— TASK INPUT —

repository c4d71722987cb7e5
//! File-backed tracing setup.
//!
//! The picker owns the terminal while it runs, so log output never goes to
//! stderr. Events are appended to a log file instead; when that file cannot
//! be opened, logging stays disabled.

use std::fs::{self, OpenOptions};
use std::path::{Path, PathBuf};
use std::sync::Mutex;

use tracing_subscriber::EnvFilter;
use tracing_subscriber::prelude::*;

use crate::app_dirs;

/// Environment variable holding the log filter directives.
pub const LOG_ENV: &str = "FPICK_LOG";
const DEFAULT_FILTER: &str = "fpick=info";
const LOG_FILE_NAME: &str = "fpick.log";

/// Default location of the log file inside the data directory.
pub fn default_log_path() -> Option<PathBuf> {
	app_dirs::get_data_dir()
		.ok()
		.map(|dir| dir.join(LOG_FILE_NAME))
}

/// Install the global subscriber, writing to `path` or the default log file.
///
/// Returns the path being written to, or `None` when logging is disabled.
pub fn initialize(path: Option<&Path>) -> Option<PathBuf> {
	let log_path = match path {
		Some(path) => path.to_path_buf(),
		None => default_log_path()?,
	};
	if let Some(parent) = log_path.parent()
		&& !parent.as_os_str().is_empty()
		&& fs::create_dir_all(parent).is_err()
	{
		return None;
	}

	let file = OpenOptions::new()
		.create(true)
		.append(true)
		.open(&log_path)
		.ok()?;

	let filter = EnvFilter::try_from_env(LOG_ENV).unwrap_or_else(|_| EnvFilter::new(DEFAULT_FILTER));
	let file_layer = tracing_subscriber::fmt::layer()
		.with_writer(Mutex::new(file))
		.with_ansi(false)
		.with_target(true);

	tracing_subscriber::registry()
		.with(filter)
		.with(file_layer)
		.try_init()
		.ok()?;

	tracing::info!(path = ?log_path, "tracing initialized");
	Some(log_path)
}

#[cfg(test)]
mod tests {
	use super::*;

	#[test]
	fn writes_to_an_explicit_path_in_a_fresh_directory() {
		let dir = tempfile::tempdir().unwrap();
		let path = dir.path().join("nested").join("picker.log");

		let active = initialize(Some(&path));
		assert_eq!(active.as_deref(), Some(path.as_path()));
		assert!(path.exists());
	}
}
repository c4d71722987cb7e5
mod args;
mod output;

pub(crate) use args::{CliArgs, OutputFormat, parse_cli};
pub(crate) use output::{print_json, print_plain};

— PROMPT —
Please reproduce the line containing "pub fn initialize(path: Option<&Path>)" and each line after it to the end of the listing, exactly, with nothing added or left out.

— REPLY —
pub fn initialize(path: Option<&Path>) -> Option<PathBuf> {
	let log_path = match path {
		Some(path) => path.to_path_buf(),
		None => default_log_path()?,
	};
	if let Some(parent) = log_path.parent()
		&& !parent.as_os_str().is_empty()
		&& fs::create_dir_all(parent).is_err()
	{
		return None;
	}

	let file = OpenOptions::new()
		.create(true)
		.append(true)
		.open(&log_path)
		.ok()?;

	let filter = EnvFilter::try_from_env(LOG_ENV).unwrap_or_else(|_| EnvFilter::new(DEFAULT_FILTER));
	let file_layer = tracing_subscriber::fmt::layer()
		.with_writer(Mutex::new(file))
		.with_ansi(false)
		.with_target(true);

	tracing_subscriber::registry()
		.with(filter)
		.with(file_layer)
		.try_init()
		.ok()?;

	tracing::info!(path = ?log_path, "tracing initialized");
	Some(log_path)
}

#[cfg(test)]
mod tests {
	use super::*;

	#[test]
	fn writes_to_an_explicit_path_in_a_fresh_directory() {
		let dir = tempfile::tempdir().unwrap();
		let path = dir.path().join("nested").join("picker.log");

		let active = initialize(Some(&path));
		assert_eq!(active.as_deref(), Some(path.as_path()));
		assert!(path.exists());
	}
}
repository c4d71722987cb7e5
mod args;
mod output;

pub(crate) use args::{CliArgs, OutputFormat, parse_cli};
pub(crate) use output::{print_json, print_plain};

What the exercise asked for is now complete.